- _DIRECTIONS FOR THIS TASK_
Output, word for word, the lines of this listing that fall between the line with "filename src/engine/fx/chain.rs" and the line with "pub fn len(&self)", counting both of those lines, and no others.

★ ★ ★

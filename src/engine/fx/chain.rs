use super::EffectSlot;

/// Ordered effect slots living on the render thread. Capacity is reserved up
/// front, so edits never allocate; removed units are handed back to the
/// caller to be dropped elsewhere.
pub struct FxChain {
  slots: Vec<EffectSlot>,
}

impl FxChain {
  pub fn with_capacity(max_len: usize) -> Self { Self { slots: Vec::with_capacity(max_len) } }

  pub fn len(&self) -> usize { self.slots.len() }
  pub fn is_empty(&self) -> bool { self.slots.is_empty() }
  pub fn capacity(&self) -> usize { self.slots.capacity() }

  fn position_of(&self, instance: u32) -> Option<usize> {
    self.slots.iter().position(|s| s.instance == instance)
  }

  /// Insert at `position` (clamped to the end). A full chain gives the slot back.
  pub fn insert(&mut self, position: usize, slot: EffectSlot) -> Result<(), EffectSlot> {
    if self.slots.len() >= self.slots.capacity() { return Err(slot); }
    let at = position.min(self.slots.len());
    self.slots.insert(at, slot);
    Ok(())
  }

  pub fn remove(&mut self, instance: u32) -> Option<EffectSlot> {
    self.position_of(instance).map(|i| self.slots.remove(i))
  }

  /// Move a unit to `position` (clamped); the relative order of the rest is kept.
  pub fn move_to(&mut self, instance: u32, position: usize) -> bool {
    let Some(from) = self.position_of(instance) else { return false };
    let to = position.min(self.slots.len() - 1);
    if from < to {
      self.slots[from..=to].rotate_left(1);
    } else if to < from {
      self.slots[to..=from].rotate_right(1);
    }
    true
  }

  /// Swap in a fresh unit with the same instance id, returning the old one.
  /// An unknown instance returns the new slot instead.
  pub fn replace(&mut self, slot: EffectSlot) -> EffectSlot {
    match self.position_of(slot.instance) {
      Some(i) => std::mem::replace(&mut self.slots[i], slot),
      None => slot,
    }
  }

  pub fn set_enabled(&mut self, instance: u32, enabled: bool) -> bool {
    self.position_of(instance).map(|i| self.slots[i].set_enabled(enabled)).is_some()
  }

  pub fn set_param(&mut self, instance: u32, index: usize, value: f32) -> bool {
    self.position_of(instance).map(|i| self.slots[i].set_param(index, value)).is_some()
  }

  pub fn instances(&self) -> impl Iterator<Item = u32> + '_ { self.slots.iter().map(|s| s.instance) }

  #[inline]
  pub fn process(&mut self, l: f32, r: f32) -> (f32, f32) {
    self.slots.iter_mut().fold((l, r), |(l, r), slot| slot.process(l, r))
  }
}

★ ★ ★

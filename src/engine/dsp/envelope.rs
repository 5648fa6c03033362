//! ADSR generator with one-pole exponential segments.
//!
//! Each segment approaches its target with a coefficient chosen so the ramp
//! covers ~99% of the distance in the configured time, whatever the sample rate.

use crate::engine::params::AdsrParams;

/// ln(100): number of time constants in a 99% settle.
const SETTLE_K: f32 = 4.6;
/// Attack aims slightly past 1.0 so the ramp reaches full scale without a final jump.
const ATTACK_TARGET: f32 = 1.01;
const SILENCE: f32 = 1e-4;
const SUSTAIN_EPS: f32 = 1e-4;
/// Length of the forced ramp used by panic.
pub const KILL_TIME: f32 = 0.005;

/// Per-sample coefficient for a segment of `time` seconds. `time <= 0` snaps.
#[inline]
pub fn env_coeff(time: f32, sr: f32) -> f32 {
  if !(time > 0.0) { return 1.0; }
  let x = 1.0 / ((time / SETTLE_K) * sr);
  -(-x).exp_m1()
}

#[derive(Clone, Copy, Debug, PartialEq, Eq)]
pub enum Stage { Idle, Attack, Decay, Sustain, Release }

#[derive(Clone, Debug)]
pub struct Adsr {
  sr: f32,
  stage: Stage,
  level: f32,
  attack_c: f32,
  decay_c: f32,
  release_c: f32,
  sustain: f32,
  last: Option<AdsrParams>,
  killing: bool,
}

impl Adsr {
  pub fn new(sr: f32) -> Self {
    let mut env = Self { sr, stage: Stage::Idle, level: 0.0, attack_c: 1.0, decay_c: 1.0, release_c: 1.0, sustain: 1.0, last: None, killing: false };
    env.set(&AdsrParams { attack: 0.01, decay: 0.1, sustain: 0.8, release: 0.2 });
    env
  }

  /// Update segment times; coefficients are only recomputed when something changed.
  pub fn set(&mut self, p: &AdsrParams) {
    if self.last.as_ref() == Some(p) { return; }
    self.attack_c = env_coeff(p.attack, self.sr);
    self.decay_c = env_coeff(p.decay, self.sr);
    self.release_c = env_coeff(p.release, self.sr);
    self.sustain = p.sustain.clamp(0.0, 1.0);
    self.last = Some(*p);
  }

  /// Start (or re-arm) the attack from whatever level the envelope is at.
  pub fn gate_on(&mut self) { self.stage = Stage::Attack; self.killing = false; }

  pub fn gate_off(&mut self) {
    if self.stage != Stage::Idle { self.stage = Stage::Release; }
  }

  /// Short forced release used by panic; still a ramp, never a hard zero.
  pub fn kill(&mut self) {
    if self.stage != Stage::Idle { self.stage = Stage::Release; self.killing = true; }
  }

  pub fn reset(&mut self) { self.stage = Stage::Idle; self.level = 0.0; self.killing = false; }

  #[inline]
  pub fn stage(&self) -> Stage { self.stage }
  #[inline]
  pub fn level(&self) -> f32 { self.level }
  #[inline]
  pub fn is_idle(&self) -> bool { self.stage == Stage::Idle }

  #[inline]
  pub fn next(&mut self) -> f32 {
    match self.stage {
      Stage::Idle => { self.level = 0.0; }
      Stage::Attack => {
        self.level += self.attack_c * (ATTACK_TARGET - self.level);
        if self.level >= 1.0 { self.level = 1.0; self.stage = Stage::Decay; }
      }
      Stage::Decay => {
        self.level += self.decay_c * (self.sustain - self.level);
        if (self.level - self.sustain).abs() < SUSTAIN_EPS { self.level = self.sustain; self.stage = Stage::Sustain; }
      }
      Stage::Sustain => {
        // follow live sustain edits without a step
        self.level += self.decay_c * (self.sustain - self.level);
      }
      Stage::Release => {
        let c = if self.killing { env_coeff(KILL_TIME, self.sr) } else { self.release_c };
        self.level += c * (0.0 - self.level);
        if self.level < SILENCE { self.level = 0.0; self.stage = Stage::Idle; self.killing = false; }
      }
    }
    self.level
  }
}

★ ★ ★

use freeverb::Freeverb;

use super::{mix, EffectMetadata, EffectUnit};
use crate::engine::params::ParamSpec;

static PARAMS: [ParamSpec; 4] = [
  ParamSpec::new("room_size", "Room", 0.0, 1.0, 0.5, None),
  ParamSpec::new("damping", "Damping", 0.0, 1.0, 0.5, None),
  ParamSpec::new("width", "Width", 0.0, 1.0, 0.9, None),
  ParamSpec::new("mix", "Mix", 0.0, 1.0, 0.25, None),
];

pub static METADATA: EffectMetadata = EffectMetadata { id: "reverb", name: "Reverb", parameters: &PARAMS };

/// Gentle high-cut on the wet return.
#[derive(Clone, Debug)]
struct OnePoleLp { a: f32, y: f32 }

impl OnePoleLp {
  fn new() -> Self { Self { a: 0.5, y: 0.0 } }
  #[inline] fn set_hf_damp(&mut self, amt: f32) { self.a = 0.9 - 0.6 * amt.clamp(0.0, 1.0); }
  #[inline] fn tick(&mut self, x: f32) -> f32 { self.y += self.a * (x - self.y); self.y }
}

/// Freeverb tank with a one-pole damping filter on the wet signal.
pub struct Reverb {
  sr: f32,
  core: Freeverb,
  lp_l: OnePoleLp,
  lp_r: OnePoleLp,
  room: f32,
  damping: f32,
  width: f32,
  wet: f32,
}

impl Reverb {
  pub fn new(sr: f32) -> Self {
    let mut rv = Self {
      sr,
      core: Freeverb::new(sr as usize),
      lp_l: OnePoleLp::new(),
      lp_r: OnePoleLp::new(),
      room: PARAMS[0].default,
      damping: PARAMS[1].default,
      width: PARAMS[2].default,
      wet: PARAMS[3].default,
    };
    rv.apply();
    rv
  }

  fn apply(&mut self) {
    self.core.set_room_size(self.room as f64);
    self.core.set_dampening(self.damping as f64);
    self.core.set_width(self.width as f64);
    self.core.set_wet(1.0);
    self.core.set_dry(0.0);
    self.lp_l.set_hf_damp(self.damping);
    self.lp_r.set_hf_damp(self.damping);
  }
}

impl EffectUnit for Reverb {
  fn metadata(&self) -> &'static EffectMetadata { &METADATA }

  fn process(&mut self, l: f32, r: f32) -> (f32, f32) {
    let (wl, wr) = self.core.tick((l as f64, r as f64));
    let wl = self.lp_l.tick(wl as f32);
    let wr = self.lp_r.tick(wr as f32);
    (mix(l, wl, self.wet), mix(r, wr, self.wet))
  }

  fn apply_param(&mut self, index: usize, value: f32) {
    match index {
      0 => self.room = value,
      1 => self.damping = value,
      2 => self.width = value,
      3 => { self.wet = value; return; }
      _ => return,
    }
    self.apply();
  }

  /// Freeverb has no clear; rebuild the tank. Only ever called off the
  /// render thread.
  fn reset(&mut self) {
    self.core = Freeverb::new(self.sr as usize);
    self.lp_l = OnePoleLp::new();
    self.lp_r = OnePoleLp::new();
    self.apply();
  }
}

★ ★ ★

- _ANSWER SPACE_
filename src/engine/fx/chain.rs
use super::EffectSlot;

/// Ordered effect slots living on the render thread. Capacity is reserved up
/// front, so edits never allocate; removed units are handed back to the
/// caller to be dropped elsewhere.
pub struct FxChain {
  slots: Vec<EffectSlot>,
}

impl FxChain {
  pub fn with_capacity(max_len: usize) -> Self { Self { slots: Vec::with_capacity(max_len) } }

  pub fn len(&self) -> usize { self.slots.len() }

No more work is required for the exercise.